The records Start Marker

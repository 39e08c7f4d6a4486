//! Pre-encoded UTF-8 lookups for recurring strings.
//!
//! A cache hit lets the packer skip straight to a header plus one copy. Callers pick
//! the strategy per write call, so a single message can mix field names from the
//! constant-key table, tag values from the constant-value table, and dynamic strings
//! that bypass caching altogether.
//!
//! Entries are handed out as [`Bytes`], so a cache that evicts or promotes entries
//! while it is read (see [`GenerationalUtf8Cache`](crate::GenerationalUtf8Cache)) never
//! invalidates bytes a writer is still copying.

use std::collections::HashMap;

use bytes::Bytes;

/// Lookup from a string to its UTF-8 bytes.
///
/// A `Some` result must be exactly the UTF-8 encoding of `s`. `None` only means
/// "encode it live".
pub trait EncodingCache {
    fn encode(&self, s: &str) -> Option<Bytes>;
}

/// Strategy that never caches.
#[derive(Debug, Clone, Copy, Default)]
pub struct NoCaching;

/// Shared no-caching instance, for call sites writing genuinely dynamic strings.
pub static NO_CACHING: NoCaching = NoCaching;

impl EncodingCache for NoCaching {
    #[inline(always)]
    fn encode(&self, _s: &str) -> Option<Bytes> {
        None
    }
}

/// An immutable table of pre-encoded strings, built once and shared by reference.
#[derive(Debug, Clone, Default)]
pub struct Utf8Table {
    entries: HashMap<Box<str>, Bytes>,
}

impl Utf8Table {
    pub fn new() -> Self {
        Self::default()
    }

    /// Build a table from static strings. Entries borrow the static data, no copy is made.
    pub fn from_static(strings: &[&'static str]) -> Self {
        let mut table = Self::new();
        for &s in strings {
            table
                .entries
                .insert(Box::from(s), Bytes::from_static(s.as_bytes()));
        }
        table
    }

    /// Add a string to the table, copying its bytes.
    pub fn insert(&mut self, s: &str) {
        if !self.entries.contains_key(s) {
            self.entries
                .insert(Box::from(s), Bytes::copy_from_slice(s.as_bytes()));
        }
    }

    pub fn len(&self) -> usize {
        self.entries.len()
    }

    pub fn is_empty(&self) -> bool {
        self.entries.is_empty()
    }

    pub fn contains(&self, s: &str) -> bool {
        self.entries.contains_key(s)
    }
}

impl EncodingCache for Utf8Table {
    #[inline]
    fn encode(&self, s: &str) -> Option<Bytes> {
        self.entries.get(s).cloned()
    }
}

impl<C: EncodingCache + ?Sized> EncodingCache for &C {
    #[inline]
    fn encode(&self, s: &str) -> Option<Bytes> {
        (**self).encode(s)
    }
}

/// The constant-key and value namespaces, assembled once by whoever builds the encoder.
///
/// Keys are always a fixed table. Values may be a fixed table or any other cache, such
/// as a [`GenerationalUtf8Cache`](crate::GenerationalUtf8Cache) that learns recurring
/// tag values.
///
/// ```
/// use packstream::{CachingStrategies, EncodingCache, Utf8Table};
/// let strategies = CachingStrategies::new(
///     Utf8Table::from_static(&["service", "resource"]),
///     Utf8Table::from_static(&["web", "db"]),
/// );
/// assert_eq!(strategies.constant_keys().encode("service").as_deref(), Some(&b"service"[..]));
/// assert_eq!(strategies.constant_values().encode("service"), None);
/// assert_eq!(strategies.no_caching().encode("service"), None);
/// ```
#[derive(Debug, Clone, Default)]
pub struct CachingStrategies<V = Utf8Table> {
    keys: Utf8Table,
    values: V,
}

impl<V: EncodingCache> CachingStrategies<V> {
    pub fn new(keys: Utf8Table, values: V) -> Self {
        Self { keys, values }
    }

    /// Cache of frequently repeated field names.
    #[inline]
    pub fn constant_keys(&self) -> &dyn EncodingCache {
        &self.keys
    }

    /// Cache of frequently repeated values.
    #[inline]
    pub fn constant_values(&self) -> &dyn EncodingCache {
        &self.values
    }

    #[inline]
    pub fn no_caching(&self) -> &dyn EncodingCache {
        &NO_CACHING
    }
}

#[cfg(test)]
mod tests {
    use super::*;

    #[test]
    fn should_return_exact_utf8_given_known_string() {
        let table = Utf8Table::from_static(&["span.kind", "héllo"]);
        assert_eq!(table.encode("héllo").as_deref(), Some("héllo".as_bytes()));
        assert_eq!(table.encode("span.kind").as_deref(), Some(&b"span.kind"[..]));
    }

    #[test]
    fn should_return_none_given_unknown_string() {
        let table = Utf8Table::from_static(&["a"]);
        assert_eq!(table.encode("b"), None);
        assert_eq!(NO_CACHING.encode("a"), None);
    }

    #[test]
    fn should_insert_once_when_string_repeats() {
        let mut table = Utf8Table::new();
        table.insert("env");
        table.insert("env");
        assert_eq!(table.len(), 1);
        assert!(table.contains("env"));
        assert!(!table.is_empty());
    }

    #[test]
    fn should_keep_namespaces_separate() {
        let strategies =
            CachingStrategies::new(Utf8Table::from_static(&["k"]), Utf8Table::from_static(&["v"]));
        assert!(strategies.constant_keys().encode("v").is_none());
        assert!(strategies.constant_values().encode("v").is_some());
    }
}
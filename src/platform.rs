//! # Platform-specific utilities
//!
//! Questo modulo centralizza tutta la logica per la gestione cross-platform
//! dei comandi e delle dipendenze esterne (ImageMagick, exiftool).

use std::collections::HashMap;
use std::sync::OnceLock;

/// Platform-specific command manager
pub struct PlatformCommands {
    commands: HashMap<&'static str, &'static str>,
    which_command: &'static str,
}

impl PlatformCommands {
    /// Get the singleton instance
    pub fn instance() -> &'static Self {
        static INSTANCE: OnceLock<PlatformCommands> = OnceLock::new();
        INSTANCE.get_or_init(Self::new)
    }

    /// Initialize platform-specific commands
    fn new() -> Self {
        let (commands, which_command) = if cfg!(windows) {
            // Windows commands
            let mut commands = HashMap::new();
            commands.insert("magick", "magick.exe");
            commands.insert("convert", "convert.exe");
            commands.insert("identify", "identify.exe");
            commands.insert("exiftool", "exiftool.exe");
            (commands, "where")
        } else {
            // Unix-like systems (Linux, macOS)
            let mut commands = HashMap::new();
            commands.insert("magick", "magick");
            commands.insert("convert", "convert");
            commands.insert("identify", "identify");
            commands.insert("exiftool", "exiftool");
            (commands, "which")
        };

        Self {
            commands,
            which_command,
        }
    }

    /// Get the platform-specific command name
    pub fn get_command<'a>(&self, base_name: &'a str) -> &'a str {
        self.commands.get(base_name).unwrap_or(&base_name)
    }

    /// Get the command used to check if a program exists
    pub fn which_command(&self) -> &str {
        self.which_command
    }

    /// Check if a command is available on the system
    pub async fn is_command_available(&self, base_name: &str) -> bool {
        let command_name = self.get_command(base_name);

        let result = tokio::process::Command::new(self.which_command)
            .arg(command_name)
            .output()
            .await;

        match result {
            Ok(output) => output.status.success(),
            Err(_) => false,
        }
    }
}
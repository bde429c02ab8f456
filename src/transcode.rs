//! # Transcode Execution Module
//!
//! Questo modulo astrae l'invocazione dell'encoder esterno dietro
//! un'interfaccia minimale, così che la logica decisionale dell'engine sia
//! testabile senza spawnare processi reali.
//!
//! ## Responsabilità:
//! - Definisce il trait `Transcoder` (probe dimensioni + transcode)
//! - Implementa `MagickTranscoder` basato su ImageMagick (magick/convert)
//! - Lettura dimensioni via header con la crate `image`, fallback a
//!   `magick identify` per i formati non supportati (AVIF)
//! - Timeout per invocazione: un transcode appeso viene trattato come
//!   exit status fallito
//!
//! ## Pipeline ImageMagick:
//! ```text
//! magick <src> -colorspace RGB -filter lanczos -define filter:lobes=3 \
//!        -resize <N>x> -colorspace sRGB \
//!        -define avif:speed=6 -define avif:chroma-subsampling=4:2:0 \
//!        -quality <Q> -strip <dest>
//! ```
//! Il round-trip di colorspace attorno al resample evita blur
//! gamma-scorretto; il `>` nella geometry fa solo shrink, mai upscale.

use crate::error::ResizeError;
use crate::platform::PlatformCommands;
use crate::utils::to_string_vec;
use std::path::{Path, PathBuf};
use std::time::Duration;
use tokio::process::Command;
use tracing::{debug, warn};

/// Bounding-box constraint for a resize, keyed on the longer source side.
///
/// Constraining only the longer side leaves the shorter side free, so the
/// aspect ratio is preserved exactly by the encoder.
#[derive(Debug, Clone, Copy, PartialEq, Eq)]
pub enum ResizeBound {
    /// Source is landscape: bound the width (`<N>x>`)
    Width(u32),
    /// Source is portrait or square: bound the height (`x<N>>`)
    Height(u32),
}

/// One external transcode invocation: paths, optional resize, quality, strip.
#[derive(Debug, Clone)]
pub struct TranscodeSpec {
    pub source: PathBuf,
    pub dest: PathBuf,
    /// `None` means recompression only (source already at target dimension)
    pub resize: Option<ResizeBound>,
    /// Encoder quality, 0-100
    pub quality: u8,
    pub strip_metadata: bool,
}

/// Narrow interface the resolution engine consumes.
///
/// `probe` reads source dimensions; `transcode` runs one encode and reports
/// the tool's exit status (`Ok(false)` = non-zero exit). Whether the output
/// file actually exists afterwards is checked by the caller.
#[allow(async_fn_in_trait)]
pub trait Transcoder {
    async fn probe(&self, path: &Path) -> Result<(u32, u32), ResizeError>;
    async fn transcode(&self, spec: &TranscodeSpec) -> Result<bool, ResizeError>;
}

/// Production transcoder driving ImageMagick as an external process.
#[derive(Debug, Clone)]
pub struct MagickTranscoder {
    /// Resolved binary: "magick" (IM 7) or "convert" (IM 6)
    program: String,
    timeout: Duration,
}

impl MagickTranscoder {
    /// Resolve the ImageMagick binary, preferring the IM7 `magick` frontend.
    pub async fn new(timeout_secs: u64) -> Result<Self, ResizeError> {
        let platform = PlatformCommands::instance();

        for candidate in ["magick", "convert"] {
            if platform.is_command_available(candidate).await {
                debug!("Using ImageMagick binary: {}", candidate);
                return Ok(Self {
                    program: platform.get_command(candidate).to_string(),
                    timeout: Duration::from_secs(timeout_secs),
                });
            }
        }

        Err(ResizeError::MissingDependency(
            "ImageMagick not found. Please install it (magick or convert must be on PATH).".to_string(),
        ))
    }

    /// Build the full ImageMagick argument list for a transcode spec.
    fn build_args(&self, spec: &TranscodeSpec) -> Vec<String> {
        let mut args = vec![spec.source.to_string_lossy().to_string()];

        if let Some(bound) = spec.resize {
            let geometry = match bound {
                ResizeBound::Width(dimension) => format!("{}x>", dimension),
                ResizeBound::Height(dimension) => format!("x{}>", dimension),
            };
            args.extend(to_string_vec([
                "-colorspace", "RGB",
                "-filter", "lanczos",
                "-define", "filter:lobes=3",
                "-resize", &geometry,
                "-colorspace", "sRGB",
            ]));
        }

        args.extend(to_string_vec([
            "-define", "avif:speed=6",
            "-define", "avif:chroma-subsampling=4:2:0",
            "-quality", &spec.quality.to_string(),
        ]));

        if spec.strip_metadata {
            args.push("-strip".to_string());
        }

        args.push(spec.dest.to_string_lossy().to_string());
        args
    }

    /// Pick the probe invocation: `magick identify` on IM7. On IM6 the
    /// resolved binary is `convert`, which requires an output image and
    /// cannot probe, so the standalone `identify` binary is used instead.
    fn identify_invocation(&self) -> (String, Vec<String>) {
        if self.program.contains("magick") {
            (self.program.clone(), vec!["identify".to_string()])
        } else {
            let identify = PlatformCommands::instance().get_command("identify");
            (identify.to_string(), Vec::new())
        }
    }

    /// Read dimensions via ImageMagick, used for formats the `image`
    /// crate cannot parse (AVIF sources).
    async fn identify_dimensions(&self, path: &Path) -> Result<(u32, u32), ResizeError> {
        let (program, prefix) = self.identify_invocation();
        let output = Command::new(&program)
            .args(&prefix)
            .args(["-format", "%w %h"])
            .arg(path)
            .output()
            .await?;

        if !output.status.success() {
            return Err(ResizeError::Probe(format!(
                "identify failed for {}",
                path.display()
            )));
        }

        let dimensions = String::from_utf8_lossy(&output.stdout);
        let mut parts = dimensions.split_whitespace();
        match (
            parts.next().and_then(|w| w.parse::<u32>().ok()),
            parts.next().and_then(|h| h.parse::<u32>().ok()),
        ) {
            (Some(width), Some(height)) => Ok((width, height)),
            _ => Err(ResizeError::Probe(format!(
                "Unparsable identify output for {}: {:?}",
                path.display(),
                dimensions
            ))),
        }
    }
}

impl Transcoder for MagickTranscoder {
    /// Read source width/height. Header-only parsing via the `image` crate
    /// for the common formats; `identify` fallback for the rest.
    async fn probe(&self, path: &Path) -> Result<(u32, u32), ResizeError> {
        let ext = path
            .extension()
            .and_then(|s| s.to_str())
            .map(|s| s.to_lowercase());

        if matches!(ext.as_deref(), Some("jpg") | Some("jpeg") | Some("png") | Some("webp")) {
            let header_path = path.to_path_buf();
            let probed = tokio::task::spawn_blocking(move || image::image_dimensions(&header_path))
                .await
                .map_err(|e| ResizeError::Probe(format!("Probe task failed: {}", e)))?;

            if let Ok((width, height)) = probed {
                return Ok((width, height));
            }
            // Corrupt header or misnamed file: let identify have a try
        }

        self.identify_dimensions(path).await
    }

    /// Run one ImageMagick invocation. A timeout counts as a failed exit
    /// status, not an infrastructure error: retrying at another quality
    /// would not help and the caller must give up on this pair.
    async fn transcode(&self, spec: &TranscodeSpec) -> Result<bool, ResizeError> {
        let args = self.build_args(spec);
        debug!("Running {} {:?}", self.program, args);

        let start_time = std::time::Instant::now();
        let mut child = Command::new(&self.program).args(&args).spawn()?;

        let status = match tokio::time::timeout(self.timeout, child.wait()).await {
            Ok(status) => status?,
            Err(_) => {
                warn!(
                    "Transcode timed out after {:?}: {} -> {}",
                    self.timeout,
                    spec.source.display(),
                    spec.dest.display()
                );
                let _ = child.kill().await;
                return Ok(false);
            }
        };

        debug!(
            "Transcode finished in {:?} (quality {}): {}",
            start_time.elapsed(),
            spec.quality,
            spec.dest.display()
        );

        Ok(status.success())
    }
}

The records End Marker

Show every line above in which the word "modulo" occurs.

//! Questo modulo centralizza tutta la logica per la gestione cross-platform
//! Questo modulo astrae l'invocazione dell'encoder esterno dietro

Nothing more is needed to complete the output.